**Activity**
Stopping at the line that holds "doubles as the", repeat the lines below exactly, starting from the very first and including that final line.

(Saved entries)
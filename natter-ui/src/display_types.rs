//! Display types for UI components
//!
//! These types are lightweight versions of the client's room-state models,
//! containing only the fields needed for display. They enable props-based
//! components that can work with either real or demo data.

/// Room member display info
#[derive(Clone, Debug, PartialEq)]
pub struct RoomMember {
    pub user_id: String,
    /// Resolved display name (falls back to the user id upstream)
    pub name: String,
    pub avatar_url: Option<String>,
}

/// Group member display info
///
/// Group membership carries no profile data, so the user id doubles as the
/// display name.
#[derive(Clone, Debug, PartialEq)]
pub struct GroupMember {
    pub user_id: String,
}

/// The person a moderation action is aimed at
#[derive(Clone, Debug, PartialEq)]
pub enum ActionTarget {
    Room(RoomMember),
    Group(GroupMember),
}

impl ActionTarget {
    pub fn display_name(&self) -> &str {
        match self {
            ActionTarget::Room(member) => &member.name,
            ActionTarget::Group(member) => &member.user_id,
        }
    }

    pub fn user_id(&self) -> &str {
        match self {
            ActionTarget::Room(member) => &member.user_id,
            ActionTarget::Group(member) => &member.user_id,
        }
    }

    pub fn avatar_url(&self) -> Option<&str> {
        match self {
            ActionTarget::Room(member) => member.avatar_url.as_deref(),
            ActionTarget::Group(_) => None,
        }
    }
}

**Task output**
filename natter-ui/src/display_types.rs
//! Display types for UI components
//!
//! These types are lightweight versions of the client's room-state models,
//! containing only the fields needed for display. They enable props-based
//! components that can work with either real or demo data.

/// Room member display info
#[derive(Clone, Debug, PartialEq)]
pub struct RoomMember {
    pub user_id: String,
    /// Resolved display name (falls back to the user id upstream)
    pub name: String,
    pub avatar_url: Option<String>,
}

/// Group member display info
///
/// Group membership carries no profile data, so the user id doubles as the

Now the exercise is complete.